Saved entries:
◇ ◇ ◇ ◇ ◇ ◇ ◇

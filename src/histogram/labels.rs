use std::fmt;
use std::str::FromStr;

use crate::config::ConfigError;
use crate::nli::NliLabel;

/// Subset of NLI labels histogrammed per model, in canonical `e`, `c`, `n` order.
#[derive(Debug, Clone, Copy, PartialEq, Eq)]
pub struct LabelSelection {
    entailment: bool,
    contradiction: bool,
    neutral: bool,
}

impl LabelSelection {
    pub fn contains(&self, label: NliLabel) -> bool {
        match label {
            NliLabel::Entailment => self.entailment,
            NliLabel::Contradiction => self.contradiction,
            NliLabel::Neutral => self.neutral,
        }
    }

    /// Selected labels in plane order.
    pub fn labels(&self) -> impl Iterator<Item = NliLabel> + '_ {
        NliLabel::ALL
            .into_iter()
            .filter(move |label| self.contains(*label))
    }

    pub fn len(&self) -> usize {
        self.labels().count()
    }

    pub fn is_empty(&self) -> bool {
        self.len() == 0
    }

    /// `true` if image plane `plane` carries a selected label.
    pub fn selects_plane(&self, plane: usize) -> bool {
        self.contains(NliLabel::of_plane(plane))
    }
}

impl Default for LabelSelection {
    fn default() -> Self {
        Self {
            entailment: true,
            contradiction: false,
            neutral: false,
        }
    }
}

impl fmt::Display for LabelSelection {
    fn fmt(&self, f: &mut fmt::Formatter<'_>) -> fmt::Result {
        for label in self.labels() {
            write!(f, "{}", label.code())?;
        }
        Ok(())
    }
}

impl FromStr for LabelSelection {
    type Err = ConfigError;

    fn from_str(s: &str) -> Result<Self, Self::Err> {
        let (entailment, contradiction, neutral) = match s.trim() {
            "e" => (true, false, false),
            "c" => (false, true, false),
            "n" => (false, false, true),
            "ec" => (true, true, false),
            "en" => (true, false, true),
            "cn" => (false, true, true),
            "ecn" => (true, true, true),
            _ => {
                return Err(ConfigError::InvalidNliLabels {
                    value: s.to_string(),
                });
            }
        };
        Ok(Self {
            entailment,
            contradiction,
            neutral,
        })
    }
}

◇ ◇ ◇ ◇ ◇ ◇ ◇

## Your task
Write out all of the entries above, exactly and in full.

## Result below
filename src/histogram/labels.rs
use std::fmt;
use std::str::FromStr;

use crate::config::ConfigError;
use crate::nli::NliLabel;

/// Subset of NLI labels histogrammed per model, in canonical `e`, `c`, `n` order.
#[derive(Debug, Clone, Copy, PartialEq, Eq)]
pub struct LabelSelection {
    entailment: bool,
    contradiction: bool,
    neutral: bool,
}

impl LabelSelection {
    pub fn contains(&self, label: NliLabel) -> bool {
        match label {
            NliLabel::Entailment => self.entailment,
            NliLabel::Contradiction => self.contradiction,
            NliLabel::Neutral => self.neutral,
        }
    }

    /// Selected labels in plane order.
    pub fn labels(&self) -> impl Iterator<Item = NliLabel> + '_ {
        NliLabel::ALL
            .into_iter()
            .filter(move |label| self.contains(*label))
    }

    pub fn len(&self) -> usize {
        self.labels().count()
    }

    pub fn is_empty(&self) -> bool {
        self.len() == 0
    }

    /// `true` if image plane `plane` carries a selected label.
    pub fn selects_plane(&self, plane: usize) -> bool {
        self.contains(NliLabel::of_plane(plane))
    }
}

impl Default for LabelSelection {
    fn default() -> Self {
        Self {
            entailment: true,
            contradiction: false,
            neutral: false,
        }
    }
}

impl fmt::Display for LabelSelection {
    fn fmt(&self, f: &mut fmt::Formatter<'_>) -> fmt::Result {
        for label in self.labels() {
            write!(f, "{}", label.code())?;
        }
        Ok(())
    }
}

impl FromStr for LabelSelection {
    type Err = ConfigError;

    fn from_str(s: &str) -> Result<Self, Self::Err> {
        let (entailment, contradiction, neutral) = match s.trim() {
            "e" => (true, false, false),
            "c" => (false, true, false),
            "n" => (false, false, true),
            "ec" => (true, true, false),
            "en" => (true, false, true),
            "cn" => (false, true, true),
            "ecn" => (true, true, true),
            _ => {
                return Err(ConfigError::InvalidNliLabels {
                    value: s.to_string(),
                });
            }
        };
        Ok(Self {
            entailment,
            contradiction,
            neutral,
        })
    }
}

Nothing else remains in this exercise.